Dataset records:

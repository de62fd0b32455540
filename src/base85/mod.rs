pub mod encode;
pub use crate::base_common::Alphabet;

/// Leading symbol of every group, and the second symbol of a partial group.
pub const LEAD_ALPHABET: Alphabet<85> =
    match Alphabet::new(b"0123456789ABCDEFGHIJKLMNOPQRSTUVWXYZabcdefghijklmnopqrstuvwxyz!#$%&()*+-;<=>?@^_`{/}~") {
        Ok(alphabet) => alphabet,
        Err(_) => panic!("Could not build alphabet"),
    };

/// Symbols 2 to 5 of a full group and the third symbol of a partial group. Digit 84 is a space.
pub const BODY_ALPHABET: Alphabet<85> =
    match Alphabet::new(b"0123456789ABCDEFGHIJKLMNOPQRSTUVWXYZabcdefghijklmnopqrstuvwxyz!#$%&()*+-;<=>?@^_`{/} ") {
        Ok(alphabet) => alphabet,
        Err(_) => panic!("Could not build alphabet"),
    };

/// Fourth symbol of a 3 byte partial group. Digits 82 to 84 are space, slash and brace.
pub const TAIL_ALPHABET: Alphabet<85> =
    match Alphabet::new(b"0123456789ABCDEFGHIJKLMNOPQRSTUVWXYZabcdefghijklmnopqrstuvwxyz!#$%&()*+-;<=>?@^_`{ /}") {
        Ok(alphabet) => alphabet,
        Err(_) => panic!("Could not build alphabet"),
    };

pub use encode::{encode, encode_into, encoded_len, Encoder};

YOUR ASSIGNMENT: Looking back at the data above, tally each line that includes the word "symbol", then answer with the total alone.

ANSWER FOR THE TASK: 3